Quizá en otra parte del mundo se hable de Islandia, de manera algo intensa, como el último territorio salvaje totalmente virgen de Europa. Pero la conciencia ecológica que se está apoderando del planeta no ha afectado a la mayoría de los islandeses. No hay duda de que estuvieron unidos a su tierra. Pero la verdad es que en cuanto uno se aleja de los caminos principales y de las zonas pobladas en las áreas costeras bajas donde vive todo el mundo, hay pocas carreteras y están en malas condiciones, así que las maravillas naturales de Islandia son inalcanzables y desconocidas incluso para sus propios habitantes. Para ellos, la tierra siempre ha estado ahí; es algo con lo que se debe lidiar y, de ser posible, explotarlo.
Cuando se presentó la oportunidad de que la empresa eléctrica nacional suscribiera un contrato de 40 años con Alcoa en 2003, una compañía estadounidense productora de aluminio, para proveer de energía hidroeléctrica a una nueva fundidora, quienes durante decenios habían defendido esa idea aprovecharon ansiosamente esa posibilidad de desarrollo industrial y nunca lamentaron su decisión. Quizá en este momento Islandia sea uno de los países más ricos del mundo, con una población alfabetizada de 99 % y una elevada esperanza de vida. Pero los recuerdos y el sentido histórico de los defensores del proyecto, algunos de ellos ya entrados en años, adoptan una perspectiva más amplia del pasado de Islandia que abarca todas las penurias, la pobreza y la colonización de Dinamarca, que oficialmente terminó apenas en 1944, y cuya impronta psicológica sigue relativamente fresca. Durante lo que parecería una eternidad, la vida en este lugar ha significado poco más que una casucha de tierra, oscuridad todo el invierno, frío, ninguna esperanza, niños que mueren a diestra y siniestra, terremotos, plagas, hambre, erupciones volcánicas que destruyen toda la vegetación, el ganado y cualquier espíritu, condiciones que, en las regiones distantes, siguen existiendo.

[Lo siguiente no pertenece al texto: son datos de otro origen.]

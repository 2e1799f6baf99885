//! Node types for the dependency graph

use serde::{Deserialize, Serialize};

use super::NodeId;

/// Build artifact in a dependency graph
#[derive(Debug, Clone, PartialEq, Eq, Serialize, Deserialize)]
pub struct Node {
    pub id: NodeId,
    #[serde(rename = "node", default)]
    pub external_key: String,
    #[serde(rename = "name", default)]
    pub display_name: String,
    #[serde(rename = "type", default)]
    pub kind: String,
    #[serde(default)]
    pub selected: bool,
}

impl Node {
    /// Create an unselected node whose external key equals its id
    pub fn new(id: impl Into<NodeId>, display_name: impl Into<String>, kind: impl Into<String>) -> Self {
        let id = id.into();
        Self {
            external_key: id.to_string(),
            id,
            display_name: display_name.into(),
            kind: kind.into(),
            selected: false,
        }
    }

    /// Copy of this node with the selection flag replaced
    pub fn with_selected(&self, selected: bool) -> Self {
        Self {
            selected,
            ..self.clone()
        }
    }
}

/// Attribute row shown in the node inspector
#[derive(Debug, Clone, PartialEq, Eq, Serialize, Deserialize)]
pub struct NodeAttribute {
    pub name: String,
    #[serde(default)]
    pub value: serde_json::Value,
}

/// Neighbour of a node together with the symbols linking them
#[derive(Debug, Clone, PartialEq, Eq, Serialize, Deserialize)]
pub struct NodeLink {
    pub node: NodeId,
    #[serde(default)]
    pub symbols: Vec<String>,
}

/// Detailed information for one selected node
#[derive(Debug, Clone, PartialEq, Eq, Serialize, Deserialize)]
pub struct NodeDetail {
    pub id: NodeId,
    #[serde(default)]
    pub node: String,
    #[serde(default)]
    pub name: String,
    #[serde(default)]
    pub attribs: Vec<NodeAttribute>,
    #[serde(default)]
    pub dependers: Vec<NodeLink>,
    #[serde(default)]
    pub dependencies: Vec<NodeLink>,
}

/// Node list payload of `graph_nodes` and `GET /nodes`
#[derive(Debug, Clone, Default, PartialEq, Eq, Serialize, Deserialize)]
pub struct NodeList {
    #[serde(default)]
    pub nodes: Vec<Node>,
}
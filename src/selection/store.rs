//! Selection store: the single writer of what is being viewed

use std::collections::BTreeSet;
use std::sync::Arc;

use tokio::sync::watch;
use tracing::{debug, warn};

use super::SelectionSnapshot;
use crate::cache::{GraphProjectionCache, ProjectionFuture};
use crate::channel::RemoteEventChannel;
use crate::error::{Error, Result};
use crate::types::{Fingerprint, GraphId, Node, NodeId, ReplicaId, SelectionEvent};
use crate::view::{ViewEvent, ViewNotifier};

/// Canonical record of selected nodes and view flags
///
/// Every mutation swaps in a new snapshot with its fingerprint already
/// recomputed, so no observer sees one without the other.
pub struct SelectionStore {
    replica: ReplicaId,
    state: watch::Sender<Arc<SelectionSnapshot>>,
    channel: RemoteEventChannel,
    cache: Arc<GraphProjectionCache>,
    notifier: ViewNotifier,
}

impl SelectionStore {
    pub fn new(
        replica: ReplicaId,
        state: watch::Sender<Arc<SelectionSnapshot>>,
        channel: RemoteEventChannel,
        cache: Arc<GraphProjectionCache>,
        notifier: ViewNotifier,
    ) -> Self {
        Self {
            replica,
            state,
            channel,
            cache,
            notifier,
        }
    }

    pub fn replica(&self) -> &ReplicaId {
        &self.replica
    }

    pub fn snapshot(&self) -> Arc<SelectionSnapshot> {
        Arc::clone(&self.state.borrow())
    }

    pub fn current_fingerprint(&self) -> Option<Fingerprint> {
        self.state.borrow().fingerprint()
    }

    /// Watch for new snapshots
    pub fn subscribe(&self) -> watch::Receiver<Arc<SelectionSnapshot>> {
        self.state.subscribe()
    }

    /// Select or deselect a node locally and broadcast the change
    pub fn apply_local(&self, node: &NodeId, selected: bool) -> Result<ProjectionFuture> {
        if self.state.borrow().graph().is_none() {
            return Err(Error::NoActiveGraph);
        }

        let snapshot = self.mutate(|s| s.select(node, selected));
        let event = SelectionEvent::new(node.clone(), selected, self.replica.clone());
        if let Err(e) = self
            .channel
            .emit_selection(&event, snapshot.display_name(node))
        {
            warn!(node = %node, error = %e, "failed to broadcast selection");
        }

        self.request(&snapshot).ok_or(Error::NoActiveGraph)
    }

    /// Apply a peer's selection change; our own echoes are ignored
    pub fn apply_remote(&self, event: &SelectionEvent) -> Option<ProjectionFuture> {
        if event.is_from(&self.replica) {
            debug!(node = %event.node_id, "ignoring echo of own selection");
            return None;
        }
        if self.state.borrow().graph().is_none() {
            debug!(node = %event.node_id, "no active graph, dropping peer selection");
            return None;
        }
        let snapshot = self.mutate(|s| s.select(&event.node_id, event.selected));
        self.request(&snapshot)
    }

    /// Replace the whole selection with a peer's (`graph_data{selectedNodes}`)
    pub fn apply_remote_set(
        &self,
        nodes: BTreeSet<NodeId>,
        origin: Option<&ReplicaId>,
    ) -> Option<ProjectionFuture> {
        if origin == Some(&self.replica) {
            debug!("ignoring echo of own selection set");
            return None;
        }
        if self.state.borrow().graph().is_none() {
            debug!("no active graph, dropping peer selection set");
            return None;
        }
        let snapshot = self.mutate(|s| s.replace_selected(nodes));
        self.request(&snapshot)
    }

    /// Show or hide transitive edges; local only
    pub fn set_transitive(&self, transitive: bool) -> Option<ProjectionFuture> {
        let snapshot = self.mutate(|s| s.set_transitive(transitive));
        self.request(&snapshot)
    }

    /// Extra nodes to draw alongside the selection; local only
    pub fn set_extra_nodes(&self, nodes: BTreeSet<NodeId>) -> Option<ProjectionFuture> {
        let snapshot = self.mutate(|s| s.set_extra(nodes));
        self.request(&snapshot)
    }

    /// Switch the active graph, clearing selection, extra nodes and catalog
    pub fn set_graph(&self, graph: Option<GraphId>) -> Arc<SelectionSnapshot> {
        self.mutate(|s| {
            s.set_graph(graph);
            true
        })
    }

    pub fn set_catalog(&self, nodes: Vec<Node>) -> Arc<SelectionSnapshot> {
        self.mutate(|s| {
            s.set_catalog(nodes);
            true
        })
    }

    /// Request the projection for the current snapshot
    pub fn projection(&self) -> Option<ProjectionFuture> {
        self.request(&self.snapshot())
    }

    /// Apply `edit` to a copy of the current snapshot and publish it
    ///
    /// Returns the snapshot in effect afterwards; unchanged when `edit`
    /// reports no change.
    fn mutate(&self, edit: impl FnOnce(&mut SelectionSnapshot) -> bool) -> Arc<SelectionSnapshot> {
        let modified = self.state.send_if_modified(|current| {
            let mut next = SelectionSnapshot::clone(current);
            if !edit(&mut next) {
                return false;
            }
            next.seal();
            *current = Arc::new(next);
            true
        });

        let snapshot = self.snapshot();
        if modified {
            debug!(
                revision = snapshot.revision(),
                selected = snapshot.selected().len(),
                fingerprint = ?snapshot.fingerprint(),
                "selection changed"
            );
            self.notifier.publish(ViewEvent::SelectionChanged {
                revision: snapshot.revision(),
                fingerprint: snapshot.fingerprint(),
            });
        }
        snapshot
    }

    fn request(&self, snapshot: &SelectionSnapshot) -> Option<ProjectionFuture> {
        snapshot.projection_key().map(|key| self.cache.get(&key))
    }
}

Aparentemente, el proyecto de Alcoa tenía la intención de rescatar una de esas moribundas regiones, el remoto y poco poblado Este, donde la forma de vida se ha deteriorado de manera ininterrumpida hasta el punto de la desesperación y el desaliento. Después de que se impusieran las cuotas de pesca a principios de los ochenta para proteger las reservas de peces, muchos propietarios de barcos vendieron o regalaron sus derechos de pesca, los cuales terminaron principalmente en manos de unas cuantas empresas, y los pequeños pescadores prácticamente fueron borrados del panorama. Los adelantos tecnológicos disminuyeron aún más los trabajos que anteriormente eran hechos por manos humanas; la gente empezó a ver que todo por lo que habían trabajado durante su vida entera no valía la pena, y sus hijos se iban en busca de otros horizontes. Con la antigua forma de vida condenada, los proyectos de plantas de aluminio como este han llegado a ser considerados, prudentemente o no, como una última oportunidad: “fundidora o muerte”.
El contrato con Alcoa aportaría a la región capital extranjero, un estimado de 400 empleos y el arranque de industrias de servicios derivadas de la fundidora o relacionadas con ella. También era una manera de que Islandia desarrollara conocimientos especializados que posiblemente podría vender al resto del mundo; diversificar una economía históricamente dependiente de la pesca y, en una muestra de sentido práctico digna de admiración, quizá hasta proteger a todo el país de una vez por todas contra lo imprevisible de la vida misma. “Tenemos que vivir”, afirma Halldór Ásgrímsson con voz triste y sonora. Halldór, ex primer ministro y miembro de toda la vida del parlamento de la región, fue la fuerza motriz detrás del proyecto. “Tenemos derecho a vivir.”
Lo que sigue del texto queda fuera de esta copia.